SUPPLIED RECORDS: Begin

//! # Store Configuration
//!
//! Connection settings for the S3-compatible bucket store.

use super::{env_var_opt, env_var_or_default_bool, env_var_or_default_str};
use crate::constants::DEFAULT_STORE_REGION;

/// Bucket store connection configuration
///
/// Built once at process start; the resulting client is shared by every reconcile.
#[derive(Clone, Default)]
pub struct StoreConfig {
    /// Internal S3 endpoint (e.g. `http://minio.storage.svc:9000`)
    /// When unset the AWS SDK resolves the regional AWS endpoint
    pub endpoint: Option<String>,
    /// Region used when a resource does not specify one
    pub region: String,
    /// Static access key ID; when unset the default AWS credential chain is used
    pub access_key_id: Option<String>,
    /// Static secret access key
    pub secret_access_key: Option<String>,
    /// Prefix prepended to every generated remote bucket name
    pub bucket_name_prefix: String,
    /// Use path-style addressing (required by most MinIO deployments)
    pub force_path_style: bool,
}

impl std::fmt::Debug for StoreConfig {
    fn fmt(&self, f: &mut std::fmt::Formatter<'_>) -> std::fmt::Result {
        f.debug_struct("StoreConfig")
            .field("endpoint", &self.endpoint)
            .field("region", &self.region)
            .field("access_key_id", &self.access_key_id)
            .field("secret_access_key", &self.secret_access_key.as_ref().map(|_| "***"))
            .field("bucket_name_prefix", &self.bucket_name_prefix)
            .field("force_path_style", &self.force_path_style)
            .finish()
    }
}

impl StoreConfig {
    /// Load configuration from environment variables with defaults
    pub fn from_env() -> Self {
        Self {
            endpoint: env_var_opt("STORE_ENDPOINT"),
            region: env_var_or_default_str("STORE_REGION", DEFAULT_STORE_REGION),
            access_key_id: env_var_opt("STORE_ACCESS_KEY_ID"),
            secret_access_key: env_var_opt("STORE_SECRET_ACCESS_KEY"),
            bucket_name_prefix: env_var_or_default_str("BUCKET_NAME_PREFIX", ""),
            force_path_style: env_var_or_default_bool("STORE_FORCE_PATH_STYLE", true),
        }
    }

    /// Static credentials, if both halves are configured
    pub fn static_credentials(&self) -> Option<(&str, &str)> {
        match (&self.access_key_id, &self.secret_access_key) {
            (Some(id), Some(secret)) => Some((id.as_str(), secret.as_str())),
            _ => None,
        }
    }
}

SUPPLIED RECORDS: End

In the entries above, please find the line with "pub struct StoreConfig" and the line with "secret access key", then write out exactly those two lines and every line between them, and nothing more.

SOLVED EXERCISE ->
pub struct StoreConfig {
    /// Internal S3 endpoint (e.g. `http://minio.storage.svc:9000`)
    /// When unset the AWS SDK resolves the regional AWS endpoint
    pub endpoint: Option<String>,
    /// Region used when a resource does not specify one
    pub region: String,
    /// Static access key ID; when unset the default AWS credential chain is used
    pub access_key_id: Option<String>,
    /// Static secret access key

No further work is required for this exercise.